[What you need to do] Using the data below, return all lines in which "bool" appears.

Stored data entries
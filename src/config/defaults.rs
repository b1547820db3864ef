//! System-wide default constants.
//!
//! Centralises the analysis constants. Grouped by subsystem for easy discovery.

// ============================================================================
// Configuration discovery
// ============================================================================

/// Environment variable holding the path to the analysis config file.
pub const CONFIG_ENV_VAR: &str = "CBL_ANALYZER_CONFIG";

/// Config file looked up in the working directory when the env var is unset.
pub const LOCAL_CONFIG_FILE: &str = "cbl_analyzer.toml";

// ============================================================================
// Cement quality
// ============================================================================

/// Free-pipe reference amplitude (mV) used when none is configured.
pub const FREE_PIPE_AMPLITUDE: f64 = 72.0;

/// Readings below this fraction of the free-pipe amplitude are good cement.
pub const GOOD_CEMENT_FRACTION: f64 = 0.1;

/// Readings above this fraction of the free-pipe amplitude are bad cement.
pub const BAD_CEMENT_FRACTION: f64 = 0.5;

/// Theoretical top of cement used when none is configured.
pub const THEORETICAL_TOC: f64 = 1500.0;

/// Padding added above and below each perforation interval.
pub const PERFORATION_MARGIN: f64 = 5.0;

/// Bad readings at or below this amplitude are treated as sensor noise for TOC picks.
pub const TOC_NOISE_FLOOR: f64 = 10.0;

/// Number of deepest bad readings averaged into the calculated TOC.
pub const TOC_CANDIDATE_COUNT: usize = 10;

// ============================================================================
// Collars
// ============================================================================

/// Fraction of `max(CCL) - mean(CCL)` used as the collar threshold.
pub const CCL_GAIN_FRACTION: f64 = 0.15;

/// Nominal joint length between collars.
pub const COLLAR_SPACING: f64 = 9.6;

/// Tolerance on collar spacing and on duplicate detections.
pub const COLLAR_TOLERANCE: f64 = 1.0;

// ============================================================================
// Cut proposals
// ============================================================================

/// Length of the window above each collar inspected for a cut.
pub const CUT_LOOKBACK: f64 = 4.0;

/// Distance above the selected collar at which the cut is placed.
pub const CUT_SAFETY_OFFSET: f64 = 1.5;

/// CBL percentage of the maximum at or above which pipe is free.
pub const FREE_PIPE_PERCENT: f64 = 90.0;

/// CBL percentage of the maximum at or above which pipe is stuck (below free).
pub const STUCK_PIPE_PERCENT: f64 = 60.0;

/// CBL percentage of the maximum at or above which the response is a collar.
pub const COLLAR_RESPONSE_PERCENT: f64 = 25.0;

// ============================================================================
// Loader
// ============================================================================

/// Null marker assumed when a LAS file does not declare one.
pub const LAS_DEFAULT_NULL: f64 = -999.25;
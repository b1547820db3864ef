//! Interval aggregation of per-sample quality labels

use std::collections::BTreeMap;

use super::classifier::classify_sample;
use super::AnalysisError;
use crate::types::{DepthSample, DepthWindow, IntervalVerdict, PerforationInterval, QualityLabel};

/// Aggregate quality over a perforation interval padded by `margin`.
///
/// The window `[top - margin, base + margin]` is inclusive. Intervals are
/// evaluated independently; overlapping windows are not merged.
pub fn aggregate(
    samples: &[DepthSample],
    interval: &PerforationInterval,
    margin: f64,
    reference_amplitude: f64,
) -> Result<IntervalVerdict, AnalysisError> {
    let mut verdict = aggregate_window(samples, interval.window(margin), reference_amplitude)?;
    verdict.interval = Some(*interval);
    Ok(verdict)
}

/// Aggregate quality over a raw inclusive depth window.
pub fn aggregate_window(
    samples: &[DepthSample],
    window: DepthWindow,
    reference_amplitude: f64,
) -> Result<IntervalVerdict, AnalysisError> {
    let mut counts: BTreeMap<QualityLabel, usize> =
        QualityLabel::ALL.iter().map(|&l| (l, 0)).collect();
    let mut total = 0usize;

    for sample in samples.iter().filter(|s| window.contains(s.depth)) {
        *counts
            .entry(classify_sample(sample, reference_amplitude))
            .or_insert(0) += 1;
        total += 1;
    }

    if total == 0 {
        return Err(AnalysisError::EmptyWindow {
            top: window.top,
            base: window.base,
        });
    }

    let percentages = counts
        .iter()
        .map(|(&label, &n)| (label, n as f64 * 100.0 / total as f64))
        .collect();

    Ok(IntervalVerdict {
        interval: None,
        window,
        sample_count: total,
        dominant_label: dominant_label(&counts),
        label_percentages: percentages,
        label_counts: counts,
    })
}

/// Run [`aggregate`] over every interval, keeping each result.
///
/// One empty window does not abort the others.
pub fn aggregate_all(
    samples: &[DepthSample],
    intervals: &[PerforationInterval],
    margin: f64,
    reference_amplitude: f64,
) -> Vec<Result<IntervalVerdict, AnalysisError>> {
    intervals
        .iter()
        .map(|interval| aggregate(samples, interval, margin, reference_amplitude))
        .collect()
}

/// Highest count wins; ties go to the label earliest in [`QualityLabel::ALL`].
fn dominant_label(counts: &BTreeMap<QualityLabel, usize>) -> QualityLabel {
    let mut best = QualityLabel::Good;
    let mut best_count = 0usize;
    for label in QualityLabel::ALL {
        let n = counts.get(&label).copied().unwrap_or(0);
        if n > best_count {
            best = label;
            best_count = n;
        }
    }
    best
}
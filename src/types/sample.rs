//! Depth samples and the loaded well log

use serde::{Deserialize, Serialize};
use std::collections::BTreeMap;

use crate::numeric::{is_null, NULL_VALUE};

/// Canonical curves consumed by the analysis core.
#[derive(Debug, Clone, Copy, PartialEq, Eq, Hash, PartialOrd, Ord, Serialize, Deserialize)]
#[serde(rename_all = "UPPERCASE")]
pub enum Curve {
    Depth,
    Cbl,
    Ccl,
}

impl Curve {
    /// Canonical mnemonic used in reports and CSV headers.
    pub fn mnemonic(self) -> &'static str {
        match self {
            Self::Depth => "DEPTH",
            Self::Cbl => "CBL",
            Self::Ccl => "CCL",
        }
    }
}

impl std::fmt::Display for Curve {
    fn fmt(&self, f: &mut std::fmt::Formatter<'_>) -> std::fmt::Result {
        f.write_str(self.mnemonic())
    }
}

/// One depth-indexed reading of the canonical curves.
///
/// Missing readings hold [`NULL_VALUE`]. A log without a CCL curve carries the
/// null marker in every `ccl` field.
#[derive(Debug, Clone, Copy, PartialEq, Serialize, Deserialize)]
pub struct DepthSample {
    /// Measured depth (log units, usually metres)
    pub depth: f64,
    /// Cement bond log amplitude (mV)
    pub cbl: f64,
    /// Casing collar locator reading
    pub ccl: f64,
}

impl DepthSample {
    pub fn new(depth: f64, cbl: f64, ccl: f64) -> Self {
        Self { depth, cbl, ccl }
    }

    /// Sample with a CBL reading only.
    pub fn cbl_only(depth: f64, cbl: f64) -> Self {
        Self::new(depth, cbl, NULL_VALUE)
    }

    pub fn has_cbl(&self) -> bool {
        !is_null(self.cbl)
    }

    pub fn has_ccl(&self) -> bool {
        !is_null(self.ccl)
    }
}

/// Curve header information as declared by the source file.
#[derive(Debug, Clone, PartialEq, Eq, Serialize, Deserialize)]
pub struct CurveInfo {
    /// Mnemonic as written in the file
    pub mnemonic: String,
    /// Unit string (may be empty)
    pub unit: String,
    /// Free-text description
    pub description: String,
    /// Canonical curve this column was mapped onto, if any
    pub canonical: Option<Curve>,
}

/// A loaded well log: canonical samples plus the untouched extra curves.
#[derive(Debug, Clone, Serialize, Deserialize)]
pub struct WellLog {
    /// Well name from the file header (or the file stem)
    pub well_name: String,
    /// Source path or description
    pub source: String,
    /// Declared curves in file order
    pub curves: Vec<CurveInfo>,
    /// Canonical samples in file order
    pub samples: Vec<DepthSample>,
    /// Non-canonical curves keyed by mnemonic, aligned with `samples`
    pub extra_curves: BTreeMap<String, Vec<f64>>,
}

impl WellLog {
    /// Whether a canonical curve was mapped at load time.
    pub fn has_curve(&self, curve: Curve) -> bool {
        self.curves.iter().any(|c| c.canonical == Some(curve))
    }

    /// Shallowest and deepest sample depth, or `None` for an empty log.
    pub fn depth_range(&self) -> Option<(f64, f64)> {
        depth_range(&self.samples)
    }
}

/// Shallowest and deepest depth in a sample slice, independent of ordering.
pub fn depth_range(samples: &[DepthSample]) -> Option<(f64, f64)> {
    samples.iter().fold(None, |acc, s| match acc {
        None => Some((s.depth, s.depth)),
        Some((lo, hi)) => Some((lo.min(s.depth), hi.max(s.depth))),
    })
}

/// Copy of `samples` sorted by ascending depth.
pub fn sorted_by_depth(samples: &[DepthSample]) -> Vec<DepthSample> {
    let mut sorted = samples.to_vec();
    sorted.sort_by(|a, b| a.depth.total_cmp(&b.depth));
    sorted
}
//! Perforation table parsing
//!
//! Operators paste perforation intervals from a spreadsheet: two columns
//! (top, base), one interval per line, optionally preceded by a header row.
//! Accepted delimiters, tried in order: tab, `;`, whitespace, `,`. A comma is
//! only a column delimiter when it yields exactly two fields and the second is
//! not a short digit run, since `1500,5` is a decimal comma.

use thiserror::Error;

use crate::numeric::parse_decimal;
use crate::types::PerforationInterval;

#[derive(Debug, Error, PartialEq)]
pub enum PerforationError {
    #[error("Perforation table is empty")]
    Empty,

    #[error("Line {line}: expected 2 columns (top, base), found {found}")]
    ColumnCount { line: usize, found: usize },

    #[error("Line {line}: '{value}' is not a number")]
    NotNumeric { line: usize, value: String },

    #[error("Line {line}: top {top} is deeper than base {base}")]
    Inverted { line: usize, top: f64, base: f64 },
}

/// Parse a pasted two-column perforation table.
///
/// A first row of non-numeric text cells is taken as a header and skipped.
/// Later non-numeric rows are errors.
pub fn parse_perforation_table(text: &str) -> Result<Vec<PerforationInterval>, PerforationError> {
    let mut intervals = Vec::new();
    let mut first_row = true;

    for (idx, raw) in text.lines().enumerate() {
        let line_no = idx + 1;
        let line = raw.trim();
        if line.is_empty() {
            continue;
        }

        let cells = split_row(line);
        let is_header = first_row
            && cells.iter().all(|c| parse_decimal(c).is_none())
            && cells.iter().any(|c| c.chars().any(char::is_alphabetic));
        first_row = false;
        if is_header {
            continue;
        }

        if cells.len() != 2 {
            return Err(PerforationError::ColumnCount {
                line: line_no,
                found: cells.len(),
            });
        }

        let top = parse_cell(&cells[0], line_no)?;
        let base = parse_cell(&cells[1], line_no)?;
        let interval = PerforationInterval::new(top, base).ok_or(PerforationError::Inverted {
            line: line_no,
            top,
            base,
        })?;
        intervals.push(interval);
    }

    if intervals.is_empty() {
        return Err(PerforationError::Empty);
    }
    Ok(intervals)
}

fn split_row(line: &str) -> Vec<String> {
    let cells: Vec<String> = if line.contains('\t') {
        line.split('\t').map(str::to_string).collect()
    } else if line.contains(';') {
        line.split(';').map(str::to_string).collect()
    } else if line.split_whitespace().count() > 1 {
        line.split_whitespace().map(str::to_string).collect()
    } else {
        let by_comma: Vec<String> = line.split(',').map(str::to_string).collect();
        if by_comma.len() == 2 && !is_decimal_fraction(&by_comma[0], &by_comma[1]) {
            by_comma
        } else {
            vec![line.to_string()]
        }
    };
    cells
        .into_iter()
        .map(|c| c.trim().to_string())
        .filter(|c| !c.is_empty())
        .collect()
}

/// `1500,5` reads as one value: the part after the comma is a bare digit run
/// shorter than the integer part, so it cannot be a base depth.
fn is_decimal_fraction(integer: &str, fraction: &str) -> bool {
    let (integer, fraction) = (integer.trim(), fraction.trim());
    let digits = |s: &str| !s.is_empty() && s.chars().all(|c| c.is_ascii_digit());
    digits(integer) && digits(fraction) && fraction.len() < integer.len()
}

fn parse_cell(cell: &str, line: usize) -> Result<f64, PerforationError> {
    parse_decimal(cell).ok_or_else(|| PerforationError::NotNumeric {
        line,
        value: cell.to_string(),
    })
}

[Result]
    pub fn has_cbl(&self) -> bool {
    pub fn has_ccl(&self) -> bool {
    pub fn has_curve(&self, curve: Curve) -> bool {
fn is_decimal_fraction(integer: &str, fraction: &str) -> bool {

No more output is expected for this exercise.